(Dataset entries)
━━━━━━━━━━━━━━━━━━━━
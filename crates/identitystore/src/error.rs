//! Error types for directory API operations.
//!
//! SDK failures are flattened into [`Error`]: service errors keep their AWS
//! error code, message and HTTP status, and codes are categorized so callers
//! can decide whether to retry.

use aws_sdk_identitystore::config::http::HttpResponse;
use aws_sdk_identitystore::error::{DisplayErrorContext, ProvideErrorMetadata, SdkError};
use std::error::Error as StdError;
use std::fmt;

/// Result type alias for directory API operations.
pub type Result<T> = std::result::Result<T, Error>;

/// Error codes that signal throttling.
pub const THROTTLING_CODES: [&str; 5] = [
    "ThrottlingException",
    "TooManyRequestsException",
    "RequestLimitExceeded",
    "Throttling",
    "SlowDown",
];

/// Categories of API errors for retry logic.
#[derive(Debug, Clone, Copy, PartialEq, Eq)]
pub enum ErrorCategory {
    /// Request rate exceeded (retryable).
    Throttling,
    /// Timeouts, connection failures and server errors (retryable).
    Transient,
    /// Credentials rejected or action not allowed.
    Permission,
    /// User, group or membership does not exist.
    NotFound,
    /// Resource already exists or is being modified.
    Conflict,
    /// Request rejected as malformed.
    Validation,
    /// Account quota reached.
    Quota,
    /// Credentials could not be loaded locally.
    Credentials,
    /// Other/unknown errors.
    Other,
}

impl ErrorCategory {
    /// Whether this error category is typically transient and worth retrying.
    #[must_use]
    pub fn is_retryable(&self) -> bool {
        matches!(self, Self::Throttling | Self::Transient)
    }

    /// Get a user-friendly description of this error category.
    #[must_use]
    pub fn description(&self) -> &'static str {
        match self {
            Self::Throttling => "API rate limit exceeded",
            Self::Transient => "Network or service issue",
            Self::Permission => "Permission denied",
            Self::NotFound => "Resource not found",
            Self::Conflict => "Resource conflict",
            Self::Validation => "Invalid request",
            Self::Quota => "Service quota exceeded",
            Self::Credentials => "AWS credentials unavailable",
            Self::Other => "Unexpected error",
        }
    }

    /// Categorize an AWS error code, falling back to the HTTP status.
    #[must_use]
    pub fn from_api_code(code: &str, status: u16) -> Self {
        match code {
            c if THROTTLING_CODES.contains(&c) => Self::Throttling,
            "AccessDeniedException"
            | "UnrecognizedClientException"
            | "InvalidSignatureException"
            | "ExpiredTokenException"
            | "MissingAuthenticationTokenException" => Self::Permission,
            "ResourceNotFoundException" => Self::NotFound,
            "ConflictException" => Self::Conflict,
            "ValidationException" | "SerializationException" => Self::Validation,
            "ServiceQuotaExceededException" => Self::Quota,
            "InternalServerException" | "ServiceUnavailableException" => Self::Transient,
            _ => match status {
                429 => Self::Throttling,
                401 | 403 => Self::Permission,
                404 => Self::NotFound,
                409 => Self::Conflict,
                400 => Self::Validation,
                s if s >= 500 => Self::Transient,
                _ => Self::Other,
            },
        }
    }
}

impl fmt::Display for ErrorCategory {
    fn fmt(&self, f: &mut fmt::Formatter<'_>) -> fmt::Result {
        write!(f, "{}", self.description())
    }
}

/// Errors that can occur during directory API operations.
#[derive(Debug, thiserror::Error)]
pub enum Error {
    /// Service returned an error response.
    #[error("{operation} failed with {code} (HTTP {status}): {message}")]
    Api {
        /// Operation name, such as `CreateUser`.
        operation: String,
        /// AWS error code.
        code: String,
        /// Error message from the service.
        message: String,
        /// HTTP status code.
        status: u16,
    },

    /// Request exceeded the configured timeout.
    #[error("{operation} timed out")]
    Timeout {
        /// Operation name.
        operation: String,
    },

    /// Request could not be sent or the connection broke.
    #[error("HTTP request failed: {0}")]
    Http(String),

    /// Request could not be built, usually because no credentials resolved.
    #[error("credentials error: {0}")]
    Credentials(String),

    /// Response body did not match the expected shape.
    #[error("invalid API response: {0}")]
    InvalidResponse(String),

    /// Generic error.
    #[error("{0}")]
    Other(String),
}

impl Error {
    /// Flatten an SDK failure for `operation`.
    pub fn from_sdk<E>(operation: &str, err: SdkError<E, HttpResponse>) -> Self
    where
        E: ProvideErrorMetadata + StdError + Send + Sync + 'static,
    {
        let operation = operation.to_string();
        let error = match &err {
            SdkError::ServiceError(context) => {
                let status = context.raw().status().as_u16();
                let service = context.err();
                Self::Api {
                    code: service
                        .code()
                        .map_or_else(|| format!("HTTP{status}"), str::to_string),
                    message: service.message().unwrap_or_default().to_string(),
                    status,
                    operation,
                }
            }
            SdkError::TimeoutError(_) => Self::Timeout { operation },
            SdkError::DispatchFailure(failure) if failure.is_timeout() => {
                Self::Timeout { operation }
            }
            SdkError::DispatchFailure(_) => Self::Http(DisplayErrorContext(&err).to_string()),
            SdkError::ConstructionFailure(_) => {
                Self::Credentials(DisplayErrorContext(&err).to_string())
            }
            SdkError::ResponseError(_) => {
                Self::InvalidResponse(DisplayErrorContext(&err).to_string())
            }
            _ => Self::Other(DisplayErrorContext(&err).to_string()),
        };
        log::debug!("{error}");
        error
    }

    /// AWS error code, when the service returned one.
    #[must_use]
    pub fn code(&self) -> Option<&str> {
        match self {
            Self::Api { code, .. } => Some(code),
            _ => None,
        }
    }

    /// Get the error category for retry logic.
    #[must_use]
    pub fn category(&self) -> ErrorCategory {
        match self {
            Self::Api { code, status, .. } => ErrorCategory::from_api_code(code, *status),
            Self::Timeout { .. } | Self::Http(_) => ErrorCategory::Transient,
            Self::Credentials(_) => ErrorCategory::Credentials,
            Self::InvalidResponse(_) | Self::Other(_) => ErrorCategory::Other,
        }
    }

    /// Whether this error is typically transient and worth retrying.
    #[must_use]
    pub fn is_retryable(&self) -> bool {
        self.category().is_retryable()
    }

    /// Whether the service throttled the request.
    #[must_use]
    pub fn is_throttling(&self) -> bool {
        self.category() == ErrorCategory::Throttling
    }
}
━━━━━━━━━━━━━━━━━━━━
A single number is the answer: how many lines of the entries above contain "failures"?

2